:: SUPPLIED MATERIAL

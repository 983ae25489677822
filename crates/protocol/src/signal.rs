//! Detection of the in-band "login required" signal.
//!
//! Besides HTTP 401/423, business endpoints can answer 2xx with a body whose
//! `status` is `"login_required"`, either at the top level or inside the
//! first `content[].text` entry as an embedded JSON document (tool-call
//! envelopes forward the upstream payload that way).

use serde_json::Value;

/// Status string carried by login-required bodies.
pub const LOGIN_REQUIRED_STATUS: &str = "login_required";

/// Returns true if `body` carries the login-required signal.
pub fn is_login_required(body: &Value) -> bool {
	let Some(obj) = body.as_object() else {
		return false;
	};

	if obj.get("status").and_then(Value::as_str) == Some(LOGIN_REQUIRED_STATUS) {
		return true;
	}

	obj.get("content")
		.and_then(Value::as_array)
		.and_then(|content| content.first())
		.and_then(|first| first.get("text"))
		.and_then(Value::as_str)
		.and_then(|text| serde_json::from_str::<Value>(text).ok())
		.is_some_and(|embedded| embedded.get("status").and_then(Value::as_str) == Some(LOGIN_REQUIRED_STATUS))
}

::::

_EXERCISE DIRECTIONS_:
After reading through the records, retype all of them exactly.

_SOLUTION FOR THIS EXERCISE_:
repository 983ae25489677822
filename crates/protocol/src/signal.rs
//! Detection of the in-band "login required" signal.
//!
//! Besides HTTP 401/423, business endpoints can answer 2xx with a body whose
//! `status` is `"login_required"`, either at the top level or inside the
//! first `content[].text` entry as an embedded JSON document (tool-call
//! envelopes forward the upstream payload that way).

use serde_json::Value;

/// Status string carried by login-required bodies.
pub const LOGIN_REQUIRED_STATUS: &str = "login_required";

/// Returns true if `body` carries the login-required signal.
pub fn is_login_required(body: &Value) -> bool {
	let Some(obj) = body.as_object() else {
		return false;
	};

	if obj.get("status").and_then(Value::as_str) == Some(LOGIN_REQUIRED_STATUS) {
		return true;
	}

	obj.get("content")
		.and_then(Value::as_array)
		.and_then(|content| content.first())
		.and_then(|first| first.get("text"))
		.and_then(Value::as_str)
		.and_then(|text| serde_json::from_str::<Value>(text).ok())
		.is_some_and(|embedded| embedded.get("status").and_then(Value::as_str) == Some(LOGIN_REQUIRED_STATUS))
}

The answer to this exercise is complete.